Let me emphasize that: Corporations refer to their employees as “peasants.”
At another point, Moore says, “This is democracy, a system of taking and giving–mostly taking.”
The movie opens with an unusual request that certain people should leave the auditorium before the movie even starts, because what they are about to see might be too much for them.
Then we see a nice comparison between the Roman Empire and what caused its downfall with present-day United States, followed by disturbing videos shot during the forced evictions of homeowners from their homes.
We then get a history lesson of the career of Ronald Reagan, the star of B movies before he became a television spokesman for corporate greed and then continued as a spokesman for corporate greed after becoming president.

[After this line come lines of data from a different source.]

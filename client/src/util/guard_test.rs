use super::*;

fn states() -> Vec<SessionState> {
    let mut loading_with_user = SessionState::pending();
    loading_with_user.sign_in("early");
    vec![
        SessionState::pending(),
        loading_with_user,
        SessionState::resolved(None),
        SessionState::resolved(Some("alice".to_owned())),
    ]
}

#[test]
fn require_authenticated_waits_while_loading() {
    for state in states().into_iter().filter(SessionState::loading) {
        assert_eq!(GuardPolicy::RequireAuthenticated.decide(&state), GuardDecision::Pending);
        assert_eq!(GuardPolicy::RequireAnonymous.decide(&state), GuardDecision::Pending);
    }
}

#[test]
fn require_authenticated_renders_iff_signed_in() {
    for state in states() {
        let decision = GuardPolicy::RequireAuthenticated.decide(&state);
        if state.loading() {
            continue;
        }
        if state.is_authenticated() {
            assert_eq!(decision, GuardDecision::Render);
        } else {
            assert_eq!(decision, GuardDecision::Redirect(AppRoute::Login));
        }
    }
}

#[test]
fn require_anonymous_is_the_complement() {
    for state in states().into_iter().filter(|s| !s.loading()) {
        let authed = GuardPolicy::RequireAuthenticated.decide(&state);
        let anon = GuardPolicy::RequireAnonymous.decide(&state);
        assert_ne!(authed == GuardDecision::Render, anon == GuardDecision::Render);
    }
}

#[test]
fn require_anonymous_sends_signed_in_users_to_dashboard() {
    let state = SessionState::resolved(Some("alice".to_owned()));
    assert_eq!(GuardPolicy::RequireAnonymous.decide(&state), GuardDecision::Redirect(AppRoute::Dashboard));
}

#[test]
fn login_then_guard_check_renders_protected_view() {
    let mut state = SessionState::resolved(None);
    state.sign_in("alice");
    assert_eq!(GuardPolicy::RequireAuthenticated.decide(&state), GuardDecision::Render);
}

#[test]
fn guard_recomputes_after_logout() {
    let mut state = SessionState::resolved(Some("bob".to_owned()));
    assert_eq!(GuardPolicy::RequireAuthenticated.decide(&state), GuardDecision::Render);
    state.sign_out();
    assert_eq!(GuardPolicy::RequireAuthenticated.decide(&state), GuardDecision::Redirect(AppRoute::Login));
}

#[test]
fn root_destination_follows_session() {
    assert_eq!(root_destination(&SessionState::pending()), None);
    assert_eq!(root_destination(&SessionState::resolved(None)), Some(AppRoute::Login));
    assert_eq!(root_destination(&SessionState::resolved(Some("bob".to_owned()))), Some(AppRoute::Dashboard));
}
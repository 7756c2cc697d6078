//! Root path resolver.
//!
//! SYSTEM CONTEXT
//! ==============
//! `/` has no view of its own. Once the startup session check settles it
//! forwards to the dashboard or the login page, replacing the history entry
//! so Back does not land on `/` again.

use leptos::prelude::*;
use leptos_router::NavigateOptions;
use leptos_router::hooks::use_navigate;

use crate::components::route_guard::SessionPlaceholder;
use crate::state::session::SessionStore;
use crate::util::guard::root_destination;

#[component]
pub fn RootRedirect() -> impl IntoView {
    let session = expect_context::<SessionStore>();
    let navigate = use_navigate();

    Effect::new(move || {
        if let Some(route) = root_destination(&session.state().get()) {
            navigate(route.path(), NavigateOptions { replace: true, ..NavigateOptions::default() });
        }
    });

    view! { <SessionPlaceholder/> }
}
//! Reusable UI component modules.
//!
//! SYSTEM CONTEXT
//! ==============
//! Components render page chrome and shared widgets while reading shared
//! state from Leptos context providers.

pub mod document_row;
pub mod layout;
pub mod notice_tray;
pub mod route_guard;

Moore says that the country was run by corporations and it was done for sort-term profits and destroying the unions, and we see and hear how corporations and banks wanted to remake America to serve them instead of the people.
The messages and examples are so upsetting that you would cry if you weren’t laughing at Moore’s commentary and his filmmaking tactics for making his points.
In the end, however, the film is very patriotic, and you will cry for joy at the hope that still remains.
However, be sure to stay for the closing credits to learn more interesting details about information in the film.
CAPITALISM: A LOVE STORY is an eye-opening and entertaining lesson in where we are and how we got here.
I’m Dan Culberson and this is “Hotshots.”